Records for this exercise
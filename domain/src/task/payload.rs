//! Kind-specific task parameters and plan step classification.

use super::value_objects::TaskKind;
use crate::retrieval::{extract_urls, normalize_url};
use serde::{Deserialize, Serialize};

const FETCH_VERBS: &[&str] = &["scrape", "fetch", "visit", "open", "read", "browse"];
const FILLER_WORDS: &[&str] = &["the", "page", "url", "website", "site", "at", "from"];
const SEARCH_PREFIXES: &[&str] = &["search for", "search", "google", "look up", "find"];

/// Parameters of a task. The variant determines the task's kind.
#[derive(Debug, Clone, PartialEq, Eq, Serialize, Deserialize)]
#[serde(tag = "kind", rename_all = "snake_case")]
pub enum TaskPayload {
    Search { query: String },
    Scrape { urls: Vec<String>, use_cache: bool },
    Synthesize { round: u32 },
    Validate,
}

impl TaskPayload {
    pub fn search(query: impl Into<String>) -> Self {
        TaskPayload::Search {
            query: query.into(),
        }
    }

    pub fn scrape(urls: Vec<String>, use_cache: bool) -> Self {
        TaskPayload::Scrape { urls, use_cache }
    }

    pub fn kind(&self) -> TaskKind {
        match self {
            TaskPayload::Search { .. } => TaskKind::Search,
            TaskPayload::Scrape { .. } => TaskKind::Scrape,
            TaskPayload::Synthesize { .. } => TaskKind::Synthesize,
            TaskPayload::Validate => TaskKind::Validate,
        }
    }

    pub fn is_retrieval(&self) -> bool {
        self.kind().is_retrieval()
    }

    /// Short human-readable description for logs and progress output.
    pub fn describe(&self) -> String {
        match self {
            TaskPayload::Search { query } => format!("search: {query}"),
            TaskPayload::Scrape { urls, use_cache } => {
                let bypass = if *use_cache { "" } else { " (no cache)" };
                format!("scrape: {}{bypass}", urls.join(", "))
            }
            TaskPayload::Synthesize { round } => format!("synthesize (round {round})"),
            TaskPayload::Validate => "validate".to_string(),
        }
    }

    /// Turn a free-text plan step into a retrieval payload.
    ///
    /// Steps mentioning URLs, or starting with a fetch verb followed by a
    /// domain name, become scrapes. Everything else becomes a search.
    pub fn from_plan_step(step: &str, use_cache: bool) -> Self {
        let step = step.trim();

        let urls = extract_urls(step);
        if !urls.is_empty() {
            return TaskPayload::scrape(urls, use_cache);
        }

        let mut words = step.split_whitespace();
        if let Some(first) = words.next()
            && FETCH_VERBS.contains(&first.to_lowercase().as_str())
            && let Some(domain) = words
                .skip_while(|w| FILLER_WORDS.contains(&w.to_lowercase().as_str()))
                .map(|w| w.trim_matches(|c: char| matches!(c, '"' | '\'' | ',' | '.' | '(' | ')')))
                .find(|w| looks_like_domain(w))
        {
            return TaskPayload::scrape(vec![domain.to_string()], use_cache);
        }

        TaskPayload::search(strip_search_prefix(step))
    }
}

/// A bare host (optionally with a path) whose last label is alphabetic.
fn looks_like_domain(word: &str) -> bool {
    let host = word.split(['/', '?', ':']).next().unwrap_or_default();
    let tld = host.rsplit('.').next().unwrap_or_default();
    host.contains('.')
        && tld.len() >= 2
        && tld.chars().all(|c| c.is_ascii_alphabetic())
        && normalize_url(word).is_ok()
}

fn strip_search_prefix(step: &str) -> String {
    let lower = step.to_lowercase();
    for prefix in SEARCH_PREFIXES {
        if let Some(rest) = lower.strip_prefix(prefix)
            && rest.starts_with(char::is_whitespace)
        {
            let stripped = step.get(prefix.len()..).unwrap_or_default().trim();
            if !stripped.is_empty() {
                return stripped.to_string();
            }
        }
    }
    step.to_string()
}
//! Conversation state shared between the session layer and the agents.
//!
//! The state is append-only: agents receive it by reference and never mutate
//! it. Only the caller (CLI or REPL) pushes new messages.

use serde::{Deserialize, Serialize};

/// Role of a message in a conversation
#[derive(Debug, Clone, Copy, PartialEq, Eq, Serialize, Deserialize)]
#[serde(rename_all = "snake_case")]
pub enum Role {
    User,
    Assistant,
    Tool,
}

impl Role {
    pub fn as_str(&self) -> &'static str {
        match self {
            Role::User => "user",
            Role::Assistant => "assistant",
            Role::Tool => "tool",
        }
    }
}

impl std::fmt::Display for Role {
    fn fmt(&self, f: &mut std::fmt::Formatter<'_>) -> std::fmt::Result {
        write!(f, "{}", self.as_str())
    }
}

/// A message in a conversation
#[derive(Debug, Clone, PartialEq, Eq, Serialize, Deserialize)]
pub struct Message {
    pub role: Role,
    pub content: String,
    /// Reference to the tool call this message answers (tool messages only)
    #[serde(default, skip_serializing_if = "Option::is_none")]
    pub tool_call: Option<String>,
}

impl Message {
    pub fn user(content: impl Into<String>) -> Self {
        Self {
            role: Role::User,
            content: content.into(),
            tool_call: None,
        }
    }

    pub fn assistant(content: impl Into<String>) -> Self {
        Self {
            role: Role::Assistant,
            content: content.into(),
            tool_call: None,
        }
    }

    pub fn tool(call: impl Into<String>, content: impl Into<String>) -> Self {
        Self {
            role: Role::Tool,
            content: content.into(),
            tool_call: Some(call.into()),
        }
    }
}

/// Ordered, append-only message history.
#[derive(Debug, Clone, Default, PartialEq, Eq, Serialize, Deserialize)]
pub struct ConversationState {
    messages: Vec<Message>,
}

impl ConversationState {
    pub fn new() -> Self {
        Self::default()
    }

    /// Start a conversation from a single user request.
    pub fn from_request(request: impl Into<String>) -> Self {
        let mut state = Self::new();
        state.push(Message::user(request));
        state
    }

    pub fn push(&mut self, message: Message) {
        self.messages.push(message);
    }

    pub fn messages(&self) -> &[Message] {
        &self.messages
    }

    pub fn len(&self) -> usize {
        self.messages.len()
    }

    pub fn is_empty(&self) -> bool {
        self.messages.is_empty()
    }

    pub fn last_user_message(&self) -> Option<&Message> {
        self.messages.iter().rev().find(|m| m.role == Role::User)
    }

    /// Render the history as plain text for inclusion in a prompt.
    pub fn transcript(&self) -> String {
        self.messages
            .iter()
            .map(|m| match &m.tool_call {
                Some(call) => format!("[{} {}]: {}", m.role, call, m.content),
                None => format!("[{}]: {}", m.role, m.content),
            })
            .collect::<Vec<_>>()
            .join("\n")
    }
}

#[cfg(test)]
mod tests {
    use super::*;

    #[test]
    fn test_from_request() {
        let state = ConversationState::from_request("Hey there");
        assert_eq!(state.len(), 1);
        assert_eq!(state.messages()[0].role, Role::User);
    }

    #[test]
    fn test_last_user_message_skips_other_roles() {
        let mut state = ConversationState::from_request("first");
        state.push(Message::assistant("Which year?"));
        state.push(Message::user("2024"));
        state.push(Message::tool("search", "results"));

        assert_eq!(state.last_user_message().unwrap().content, "2024");
    }

    #[test]
    fn test_transcript_format() {
        let mut state = ConversationState::from_request("hi");
        state.push(Message::tool("scrape", "page text"));

        assert_eq!(state.transcript(), "[user]: hi\n[tool scrape]: page text");
    }

    #[test]
    fn test_message_serialization_omits_empty_tool_call() {
        let json = serde_json::to_value(Message::user("hi")).unwrap();
        assert_eq!(json, serde_json::json!({"role": "user", "content": "hi"}));
    }
}
//! Scrape service adapter.
//!
//! Talks to a Firecrawl style microservice:
//! `POST {base}/batch_scrape_urls` with `{urls, formats, force_fetch}`,
//! answering `{"data": [{"markdown": ..., "html": ..., "text": ...}]}`.

use super::http::{build_client, join_url, map_transport_error, read_body};
use async_trait::async_trait;
use serde::{Deserialize, Serialize};
use std::time::Duration;
use thinker_application::ports::collaborators::{CollaboratorError, ScrapePort};
use thinker_domain::OutputFormat;
use tracing::debug;

#[derive(Debug, Serialize)]
struct BatchScrapeRequest<'a> {
    urls: [&'a str; 1],
    formats: [&'static str; 1],
    force_fetch: bool,
}

#[derive(Debug, Deserialize)]
struct BatchScrapeResponse {
    #[serde(default)]
    data: Vec<ScrapedDocument>,
    #[serde(default)]
    error: Option<String>,
}

#[derive(Debug, Default, Deserialize)]
struct ScrapedDocument {
    markdown: Option<String>,
    html: Option<String>,
    #[serde(alias = "rawText")]
    text: Option<String>,
}

impl ScrapedDocument {
    fn take(self, format: OutputFormat) -> Option<String> {
        match format {
            OutputFormat::Markdown => self.markdown,
            OutputFormat::Html => self.html,
            OutputFormat::Text => self.text,
        }
    }
}

pub struct HttpScrapeService {
    client: reqwest::Client,
    base_url: String,
}

impl HttpScrapeService {
    pub fn new(base_url: impl Into<String>, timeout: Duration) -> Result<Self, CollaboratorError> {
        Ok(Self {
            client: build_client(timeout)?,
            base_url: base_url.into(),
        })
    }
}

#[async_trait]
impl ScrapePort for HttpScrapeService {
    async fn fetch(
        &self,
        url: &str,
        format: OutputFormat,
        force: bool,
    ) -> Result<String, CollaboratorError> {
        let request = BatchScrapeRequest {
            urls: [url],
            formats: [format.as_str()],
            force_fetch: force,
        };
        debug!("Scraping {} as {} (force_fetch: {})", url, format, force);

        let response = self
            .client
            .post(join_url(&self.base_url, "batch_scrape_urls"))
            .json(&request)
            .send()
            .await
            .map_err(map_transport_error)?;
        let body = read_body(response).await?;
        parse_scrape_response(&body, format)
    }
}

fn parse_scrape_response(body: &str, format: OutputFormat) -> Result<String, CollaboratorError> {
    let response: BatchScrapeResponse = serde_json::from_str(body)
        .map_err(|e| CollaboratorError::Decode(format!("scrape response: {}", e)))?;

    if let Some(error) = response.error.filter(|e| !e.trim().is_empty()) {
        return Err(CollaboratorError::Rejected(error));
    }

    response
        .data
        .into_iter()
        .next()
        .and_then(|document| document.take(format))
        .ok_or_else(|| CollaboratorError::Decode(format!("no {} content in response", format)))
}
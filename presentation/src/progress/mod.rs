//! Progress reporting for research runs

pub mod reporter;
//! Port for structured run transcripts.
//!
//! Defines the [`ConversationLogger`] trait for recording run events
//! (planner decisions, phase changes, task results, synthesis and
//! validation outcomes) to a structured log.
//!
//! This is separate from `tracing`-based operation logs: tracing handles
//! human-readable diagnostic messages, while this port captures the run
//! transcript in a machine-readable format (JSONL).

use serde_json::Value;

/// A structured run event for logging.
///
/// Each event has a type string and a JSON payload containing
/// event-specific fields. The timestamp is added by the logger.
#[derive(Debug, Clone)]
pub struct ConversationEvent {
    /// Event type identifier (e.g., "planner_decision", "task_completed").
    pub event_type: &'static str,
    /// JSON payload with event-specific data.
    pub payload: Value,
}

impl ConversationEvent {
    pub fn new(event_type: &'static str, payload: Value) -> Self {
        Self {
            event_type,
            payload,
        }
    }
}

/// Port for logging run events to a structured log.
///
/// `log` is synchronous and infallible; a logger that cannot write drops
/// the event instead of disturbing the run.
pub trait ConversationLogger: Send + Sync {
    fn log(&self, event: ConversationEvent);
}

/// No-op implementation for tests and when logging is disabled.
pub struct NoConversationLogger;

impl ConversationLogger for NoConversationLogger {
    fn log(&self, _event: ConversationEvent) {}
}
//! REPL (Read-Eval-Print Loop) for interactive research chat
//!
//! The chat keeps one [`ConversationState`] across turns. A clarification
//! leaves the questions in the conversation, so the next line the user types
//! starts a fresh run that sees both the original request and the answer.

use crate::cli::commands::OutputMode;
use crate::{ConsoleFormatter, ProgressReporter};
use reedline::{
    DefaultPrompt, DefaultPromptSegment, FileBackedHistory, Reedline, Signal,
};
use std::path::PathBuf;
use std::sync::Arc;
use thinker_application::{NoProgress, RunResearchUseCase};
use thinker_domain::{ConversationState, Message, RunError, RunOutcome};
use tracing::{debug, warn};

const HISTORY_SIZE: usize = 500;

/// A slash command typed at the prompt
#[derive(Debug, Clone, Copy, PartialEq, Eq)]
pub enum ReplCommand {
    Help,
    Clear,
    History,
    Exit,
}

impl ReplCommand {
    /// Parse a line starting with `/`; `None` for unknown commands.
    pub fn parse(line: &str) -> Option<Self> {
        match line.trim() {
            "/help" | "/h" | "/?" => Some(Self::Help),
            "/clear" | "/reset" => Some(Self::Clear),
            "/history" => Some(Self::History),
            "/exit" | "/quit" | "/q" => Some(Self::Exit),
            _ => None,
        }
    }
}

/// Record what the assistant said so the next run sees it.
pub fn record_outcome(conversation: &mut ConversationState, outcome: &RunOutcome) {
    let reply = match outcome {
        RunOutcome::DirectAnswer { text } => text.clone(),
        RunOutcome::Clarification { questions } => questions.join("\n"),
        RunOutcome::Report(report) => report.summary.clone(),
    };
    conversation.push(Message::assistant(reply));
}

/// Interactive chat REPL
pub struct ChatRepl {
    use_case: Arc<RunResearchUseCase>,
    conversation: ConversationState,
    show_progress: bool,
    output: OutputMode,
}

impl ChatRepl {
    pub fn new(use_case: Arc<RunResearchUseCase>) -> Self {
        Self {
            use_case,
            conversation: ConversationState::new(),
            show_progress: true,
            output: OutputMode::Summary,
        }
    }

    /// Set whether to show progress
    pub fn with_progress(mut self, show: bool) -> Self {
        self.show_progress = show;
        self
    }

    pub fn with_output(mut self, output: OutputMode) -> Self {
        self.output = output;
        self
    }

    fn history_path() -> Option<PathBuf> {
        dirs::data_dir().map(|p| p.join("agent-thinker").join("history.txt"))
    }

    fn line_editor() -> Reedline {
        let editor = Reedline::create();
        let Some(path) = Self::history_path() else {
            return editor;
        };
        if let Some(parent) = path.parent() {
            let _ = std::fs::create_dir_all(parent);
        }
        match FileBackedHistory::with_file(HISTORY_SIZE, path) {
            Ok(history) => editor.with_history(Box::new(history)),
            Err(e) => {
                warn!("Chat history unavailable: {}", e);
                editor
            }
        }
    }

    /// Run the interactive REPL
    pub async fn run(&mut self) -> std::io::Result<()> {
        let mut editor = Self::line_editor();
        let prompt = DefaultPrompt::new(
            DefaultPromptSegment::Basic("thinker".to_string()),
            DefaultPromptSegment::Empty,
        );

        self.print_welcome();

        loop {
            match editor.read_line(&prompt)? {
                Signal::Success(line) => {
                    let line = line.trim();
                    if line.is_empty() {
                        continue;
                    }

                    if line.starts_with('/') {
                        if self.handle_command(line) {
                            break;
                        }
                        continue;
                    }

                    self.process_request(line).await;
                }
                Signal::CtrlC => {
                    println!("^C");
                    continue;
                }
                Signal::CtrlD => {
                    println!("Bye!");
                    break;
                }
            }
        }

        Ok(())
    }

    fn print_welcome(&self) {
        println!();
        println!("╭─────────────────────────────────────────────╮");
        println!("│          agent-thinker - Chat Mode          │");
        println!("╰─────────────────────────────────────────────╯");
        println!();
        println!(
            "Up to {} round(s) per request, {} retrieval task(s) at once.",
            self.use_case.config().max_rounds,
            self.use_case.config().retrieval_concurrency
        );
        println!("Press Ctrl-C during a run to cancel it.");
        println!();
        Self::print_help();
    }

    fn print_help() {
        println!("Commands:");
        println!("  /help, /h, /?     - Show this help");
        println!("  /clear, /reset    - Start a new conversation");
        println!("  /history          - Show the conversation so far");
        println!("  /exit, /quit, /q  - Exit chat");
        println!();
    }

    /// Handle slash commands. Returns true if should exit.
    fn handle_command(&mut self, line: &str) -> bool {
        match ReplCommand::parse(line) {
            Some(ReplCommand::Exit) => {
                println!("Bye!");
                true
            }
            Some(ReplCommand::Help) => {
                println!();
                Self::print_help();
                false
            }
            Some(ReplCommand::Clear) => {
                self.conversation = ConversationState::new();
                println!("Conversation cleared.");
                false
            }
            Some(ReplCommand::History) => {
                if self.conversation.is_empty() {
                    println!("(empty)");
                } else {
                    println!("{}", self.conversation.transcript());
                }
                false
            }
            None => {
                println!("Unknown command: {}", line);
                println!("Type /help for available commands");
                false
            }
        }
    }

    async fn process_request(&mut self, request: &str) {
        println!();
        self.conversation.push(Message::user(request));

        let result = tokio::select! {
            result = self.execute() => result,
            _ = tokio::signal::ctrl_c() => {
                debug!("Run interrupted from the chat prompt");
                Err(RunError::cancelled())
            }
        };

        match result {
            Ok(outcome) => {
                print!("{}", ConsoleFormatter::format(&outcome, self.output));
                record_outcome(&mut self.conversation, &outcome);
            }
            Err(error) => {
                eprint!("{}", ConsoleFormatter::format_error(&error));
            }
        }
        println!();
    }

    async fn execute(&self) -> Result<RunOutcome, RunError> {
        if self.show_progress {
            let progress = ProgressReporter::new();
            self.use_case
                .execute_with_progress(&self.conversation, &progress)
                .await
        } else {
            self.use_case
                .execute_with_progress(&self.conversation, &NoProgress)
                .await
        }
    }
}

Work instruction
Determine the number of lines in the records that contain the word "tracing", and provide that number alone.

Answer area
3